Hextech Repair Tool may no longer be the main fix
Riot’s old Hextech Repair Tool used to be the standard recommendation for a lot of client issues. If you see older guides pushing it hard, check Riot’s current support pages first, because Riot has changed its support tooling over time and some older utilities are no longer the main path they recommend.
If Riot still offers it in your region or on current support pages, it can help collect logs, identify known problems, and fix some patching issues. If not, skip the nostalgia and follow Riot’s latest official repair steps instead.
Reinstall League of Legends and restart your device
Yes, it’s the oldest advice on earth. And yes, sometimes it works because the installation is genuinely broken. If none of the easier fixes helped, do a clean reinstall.
Uninstall the game, restart your PC or Mac, then install the newest version from Riot’s official source. The restart matters more than people think. I’ve seen players skip it, reinstall immediately, then wonder why the same stuck process came back like a bad habit.
A quick comparison of the most useful fixes
| Fix | Best when | Difficulty | Works on | Worth trying first? |
|---|---|---|---|---|
| Check Riot server status | The client won’t sign in or many players are reporting issues | Easy | Windows, Mac | Yes |
| Close background Riot processes | Nothing happens when you launch the game | Easy | Windows, Mac | Yes |
| Run as Administrator | Windows blocks the client or it opens inconsistently | Easy | Windows | Yes |
| Repair installation | The client opens but crashes, freezes, or patches badly | Medium | Windows, Mac | Yes |
| Delete lockfile | League thinks it is already running on Mac | Medium | Mac | Usually |
| Allow through firewall | Security software is blocking launch or login | Medium | Mostly Windows | Yes |
| Clean reinstall | Everything else failed | Medium | Windows, Mac | Last resort |
Common mistake people make
The big mistake is doing five heavy fixes before checking the simple stuff. I’ve seen people edit DNS, touch registry files, and reinstall the entire game while Riot servers were the real issue all along. Painful.

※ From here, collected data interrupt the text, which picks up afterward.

//! Filter Compiler
//!
//! FilterSpecをパラメータ化された述語へ変換する。I/Oなし。
//!
//! 述語は各集計ビューで共通に使われ、節の順序とパラメータの順序は常に一致する。
//! プレースホルダ番号は畳み込みの途中結果（それまでのパラメータ数）から決まるので、
//! 呼び出し間で状態は共有されない。

use super::spec::FilterSpec;
use crate::handlers::database::types::{SqlDialect, Value};
use chrono::Days;

/// 集計ビューが前提とするFROM句のカラム
pub mod columns {
    pub const FARE: &str = "t.fare_amount";
    pub const PICKUP_AT: &str = "t.pickup_datetime";
    pub const PICKUP_ZONE: &str = "t.pickup_zone_id";
    pub const DROPOFF_ZONE: &str = "t.dropoff_zone_id";
    pub const PICKUP_BOROUGH: &str = "pz.borough";
    pub const DROPOFF_BOROUGH: &str = "dz.borough";
}

/// コンパイル済みフィルタ
#[derive(Debug, Clone, Default, PartialEq)]
pub struct CompiledFilter {
    /// ANDで結合される条件
    pub clauses: Vec<String>,
    /// 位置パラメータ（節の出現順）
    pub params: Vec<Value>,
}

impl CompiledFilter {
    pub fn is_universal(&self) -> bool {
        self.clauses.is_empty()
    }

    /// 述語本体。節がなければ全件一致
    pub fn predicate(&self) -> String {
        if self.clauses.is_empty() {
            "1 = 1".to_string()
        } else {
            self.clauses.join(" AND ")
        }
    }

    /// "WHERE ..." または空文字列
    pub fn where_clause(&self) -> String {
        if self.clauses.is_empty() {
            String::new()
        } else {
            format!("WHERE {}", self.predicate())
        }
    }

    /// フィルタの後ろに追加するパラメータの番号（1始まり）
    pub fn next_param_index(&self) -> usize {
        self.params.len() + 1
    }

    fn push(mut self, fragment: Fragment, dialect: SqlDialect) -> Self {
        let base = self.params.len();
        let clause = fragment.render(|offset| dialect.placeholder(base + offset + 1));
        self.clauses.push(clause);
        self.params.extend(fragment.into_params());
        self
    }
}

/// 一つの節とそのパラメータ
#[derive(Debug, Clone)]
enum Fragment {
    /// `column op ?`
    Compare {
        column: String,
        op: &'static str,
        value: Value,
    },
    /// `(pickup IN (...) OR dropoff IN (...))`
    EitherEndpointIn {
        pickup: &'static str,
        dropoff: &'static str,
        values: Vec<Value>,
    },
}

impl Fragment {
    fn render(&self, placeholder: impl Fn(usize) -> String) -> String {
        match self {
            Fragment::Compare { column, op, .. } => {
                format!("{} {} {}", column, op, placeholder(0))
            }
            Fragment::EitherEndpointIn {
                pickup,
                dropoff,
                values,
            } => {
                let n = values.len();
                let pickup_list = (0..n).map(&placeholder).collect::<Vec<_>>().join(", ");
                let dropoff_list = (n..2 * n).map(&placeholder).collect::<Vec<_>>().join(", ");
                format!(
                    "({} IN ({}) OR {} IN ({}))",
                    pickup, pickup_list, dropoff, dropoff_list
                )
            }
        }
    }

    fn into_params(self) -> Vec<Value> {
        match self {
            Fragment::Compare { value, .. } => vec![value],
            // 乗車側と降車側でそれぞれ実体化する
            Fragment::EitherEndpointIn { values, .. } => {
                let mut params = values.clone();
                params.extend(values);
                params
            }
        }
    }
}

/// フィルタコンパイラ
#[derive(Debug, Clone, Copy, Default, PartialEq, Eq)]
pub struct FilterCompiler {
    dialect: SqlDialect,
}

impl FilterCompiler {
    pub fn new(dialect: SqlDialect) -> Self {
        Self { dialect }
    }

    pub fn dialect(&self) -> SqlDialect {
        self.dialect
    }

    /// 仕様を述語へコンパイル
    pub fn compile(&self, spec: &FilterSpec) -> CompiledFilter {
        self.fragments(spec)
            .into_iter()
            .fold(CompiledFilter::default(), |acc, fragment| {
                acc.push(fragment, self.dialect)
            })
    }

    fn fragments(&self, spec: &FilterSpec) -> Vec<Fragment> {
        let mut fragments = Vec::new();

        if !spec.boroughs.is_empty() {
            fragments.push(Fragment::EitherEndpointIn {
                pickup: columns::PICKUP_BOROUGH,
                dropoff: columns::DROPOFF_BOROUGH,
                values: spec.boroughs.iter().cloned().map(Value::String).collect(),
            });
        }

        if !spec.zone_ids.is_empty() {
            fragments.push(Fragment::EitherEndpointIn {
                pickup: columns::PICKUP_ZONE,
                dropoff: columns::DROPOFF_ZONE,
                values: spec.zone_ids.iter().copied().map(Value::Int).collect(),
            });
        }

        if let Some(min) = spec.fare_min.filter(|v| v.is_finite()) {
            fragments.push(compare(columns::FARE, ">=", Value::Float(min)));
        }

        if let Some(max) = spec.fare_max.filter(|v| v.is_finite()) {
            fragments.push(compare(columns::FARE, "<=", Value::Float(max)));
        }

        if let Some(start) = spec.start_date {
            fragments.push(compare(columns::PICKUP_AT, ">=", Value::Date(start)));
        }

        // 翌日0時未満で終了日を丸ごと含める
        if let Some(next_day) = spec.end_date.and_then(|end| end.checked_add_days(Days::new(1))) {
            fragments.push(compare(columns::PICKUP_AT, "<", Value::Date(next_day)));
        }

        if let Some(bucket) = spec.time_of_day.as_ref().and_then(|t| t.bucket()) {
            let (start, end) = bucket.hour_range();
            let hour = self.dialect.pickup_hour_expr();
            fragments.push(compare(hour, ">=", Value::Int(start as i64)));
            fragments.push(compare(hour, "<", Value::Int(end as i64)));
        }

        fragments
    }
}

fn compare(column: &str, op: &'static str, value: Value) -> Fragment {
    Fragment::Compare {
        column: column.to_string(),
        op,
        value,
    }
}

/// PostgreSQL方言でコンパイル
pub fn compile(spec: &FilterSpec) -> CompiledFilter {
    FilterCompiler::default().compile(spec)
}
//! # Heart Record Protocol
//!
//! The binary record format shared by the persisted heart logs and every live
//! transport. A stream is a flat sequence of self-describing frames:
//!
//! ```text
//! [1-byte type][2-byte big-endian payload length L][L bytes payload]
//! ```
//!
//! | Tag | Record      | Payload                                                  |
//! |-----|-------------|----------------------------------------------------------|
//! | 1   | `Timestamp` | `i64` nanoseconds since the Unix epoch (legacy: `u32` s)  |
//! | 2   | `HeartData` | `N` big-endian `u16` samples                             |
//! | 3   | `Error`     | UTF-8 message bytes                                      |
//!
//! An unknown tag is fatal for the stream: the reader cannot know whether the
//! rest of the bytes still line up with frame boundaries.

#![forbid(unsafe_code)]
#![warn(missing_docs, rust_2018_idioms, unused_qualifications)]

/// Frame encoding and the blocking reader/writer pair.
pub mod codec;
/// `tokio_util` codec for async byte streams.
pub mod framed;

use std::fmt;

use chrono::{DateTime, Utc};
use thiserror::Error;

pub use codec::{decode, RecordReader, RecordWriter};
pub use framed::RecordCodec;

/// Size of the `[type][length]` frame header in bytes.
pub const FRAME_HEADER_LEN: usize = 3;
/// Largest payload a single frame can describe.
pub const MAX_PAYLOAD_LEN: usize = u16::MAX as usize;
/// Largest number of samples a single `HeartData` frame can carry.
pub const MAX_SAMPLES_PER_RECORD: usize = MAX_PAYLOAD_LEN / 2;

/// # Record Type Tag
///
/// The one-byte discriminant written at the start of every frame.
#[derive(Debug, Clone, Copy, PartialEq, Eq, Hash)]
#[repr(u8)]
pub enum RecordType {
    /// A point in time.
    Timestamp = 1,
    /// A batch of raw sensor samples.
    HeartData = 2,
    /// An upstream diagnostic message.
    Error = 3,
}

impl TryFrom<u8> for RecordType {
    type Error = RecordError;

    fn try_from(tag: u8) -> Result<Self, RecordError> {
        match tag {
            1 => Ok(RecordType::Timestamp),
            2 => Ok(RecordType::HeartData),
            3 => Ok(RecordType::Error),
            other => Err(RecordError::UnknownRecordType(other)),
        }
    }
}

impl fmt::Display for RecordType {
    fn fmt(&self, f: &mut fmt::Formatter<'_>) -> fmt::Result {
        let name = match self {
            RecordType::Timestamp => "timestamp",
            RecordType::HeartData => "heart data",
            RecordType::Error => "error",
        };
        f.write_str(name)
    }
}

/// # Record
///
/// One unit of the heart protocol. Records are plain values: built when a
/// frame is written, dropped once a consumer has handled them.
#[derive(Debug, Clone, PartialEq, Eq)]
pub enum Record {
    /// A wall-clock marker with nanosecond resolution.
    Timestamp(DateTime<Utc>),
    /// Samples in arrival order. Range filtering happens before samples get here.
    HeartData(Vec<u16>),
    /// Malformed upstream input, reported without tearing down the stream.
    Error(String),
}

impl Record {
    /// A `Timestamp` record for the current instant.
    pub fn now() -> Self {
        Record::Timestamp(Utc::now())
    }

    /// The tag this record is framed with.
    pub fn record_type(&self) -> RecordType {
        match self {
            Record::Timestamp(_) => RecordType::Timestamp,
            Record::HeartData(_) => RecordType::HeartData,
            Record::Error(_) => RecordType::Error,
        }
    }
}

/// # Record Error
///
/// Everything that can go wrong while turning bytes back into records.
#[derive(Debug, Error)]
pub enum RecordError {
    /// The stream ended. `mid_frame` is `false` when it ended cleanly on a
    /// frame boundary, `true` when a frame had been started but not finished.
    #[error("unexpected end of stream (mid_frame: {mid_frame})")]
    UnexpectedEndOfStream {
        /// Whether any byte of the unfinished frame had been read.
        mid_frame: bool,
    },

    /// The type tag is not one of the known record kinds.
    #[error("unknown record type {0}")]
    UnknownRecordType(u8),

    /// The payload length does not fit the record kind.
    #[error("malformed {kind} record: illegal payload size {len}")]
    MalformedRecord {
        /// The record kind named by the tag.
        kind: RecordType,
        /// The offending payload length.
        len: usize,
    },

    /// The underlying reader failed.
    #[error("I/O error while reading records: {0}")]
    Io(#[from] std::io::Error),
}

impl RecordError {
    /// `true` when the stream ended exactly on a frame boundary.
    pub fn is_clean_end(&self) -> bool {
        matches!(self, RecordError::UnexpectedEndOfStream { mid_frame: false })
    }
}
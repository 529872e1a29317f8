//! Non-blocking batch reads for presentation-style subscribers.
//!
//! Anything that forwards samples somewhere slow (a socket, a report) should
//! take everything queued in one go rather than one sample per send, or it
//! falls behind and gets evicted. `drain_available` never waits.

use tokio::sync::mpsc::error::TryRecvError;

use super::registry::Subscription;

/// What a single drain pass collected.
#[derive(Debug, Default, Clone, PartialEq, Eq)]
pub struct Drained {
    /// Samples in arrival order, at most the requested batch size.
    pub samples: Vec<u16>,
    /// The queue is closed and empty: the subscription is over.
    pub closed: bool,
}

/// Takes up to `max_batch` queued samples without waiting.
pub fn drain_available(subscription: &mut Subscription, max_batch: usize) -> Drained {
    let mut drained = Drained {
        samples: Vec::with_capacity(max_batch.min(64)),
        closed: false,
    };

    while drained.samples.len() < max_batch {
        match subscription.try_recv() {
            Ok(sample) => drained.samples.push(sample),
            Err(TryRecvError::Empty) => break,
            Err(TryRecvError::Disconnected) => {
                drained.closed = true;
                break;
            }
        }
    }
    drained
}
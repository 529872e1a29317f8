//! # lib_heartmon
//!
//! Heart-rate telemetry building blocks:
//!
//! - **`records`**: the binary record protocol used by persisted logs and
//!   live transports.
//! - **`core`**: the broadcast engine. One ingest point, durable periodic
//!   persistence, and a fan-out to live subscribers that evicts anyone too
//!   slow to keep up.
//! - **`detector`**: beat counting, BPM hysteresis and the alarm.
//! - **`render`**: diagnostic text views of a record stream.
//! - **`ingestors`**: sensor input adapters.
//! - **`loggers`** (feature `loggers`): tracing subscriber setup for binaries.

pub mod core;
pub mod detector;
pub mod ingestors;
#[cfg(feature = "loggers")]
pub mod loggers;
pub mod records;
pub mod render;

pub use crate::core::{Dispatcher, DispatcherHandle, EngineOptions, Subscription};
pub use records::{Record, RecordError, RecordReader, RecordWriter};
/// # Detection Window
///
/// The most recent samples, oldest first, capped at a fixed length. Appending
/// past the cap drops from the front.
#[derive(Debug, Clone, PartialEq, Eq)]
pub struct DetectionWindow {
    samples: Vec<u16>,
    max_len: usize,
}

impl DetectionWindow {
    /// An empty window holding at most `max_len` samples.
    pub fn new(max_len: usize) -> Self {
        Self {
            samples: Vec::with_capacity(max_len),
            max_len,
        }
    }

    /// Appends `samples` and trims the oldest beyond the cap.
    pub fn extend(&mut self, samples: &[u16]) {
        self.samples.extend_from_slice(samples);
        if self.samples.len() > self.max_len {
            let excess = self.samples.len() - self.max_len;
            self.samples.drain(..excess);
        }
    }

    /// Forgets everything.
    pub fn clear(&mut self) {
        self.samples.clear();
    }

    /// The retained samples, oldest first.
    pub fn samples(&self) -> &[u16] {
        &self.samples
    }

    /// Number of retained samples.
    pub fn len(&self) -> usize {
        self.samples.len()
    }

    /// `true` when nothing is retained.
    pub fn is_empty(&self) -> bool {
        self.samples.is_empty()
    }

    /// The cap.
    pub fn max_len(&self) -> usize {
        self.max_len
    }
}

Second mistake, they delete random files from the League folder after reading some ancient forum thread from 2017. Don’t do that unless you know exactly what the file does.
What I’d actually do
If it were my machine, I’d check Riot status first, then kill every Riot process, restart the computer, run the client as admin on Windows or delete the lockfile on Mac, and use the repair option. If that still failed, I’d do a clean reinstall. I would leave registry edits for last, or skip them entirely.
Final verdict
If League of Legends won’t open, the most reliable fix is usually not a fancy one. It’s checking whether Riot is down, clearing stuck background processes, then repairing the client. For Windows, I’d put Task Manager plus Run as Administrator at the top of the list. For Mac, I’d check RiotMacContainer and the lockfile first.
And honestly, if none of that works, don’t spend your whole night wrestling the launcher while your friends spam pings in chat. Reinstall it cleanly and move on. Some evenings, that’s the least annoying option.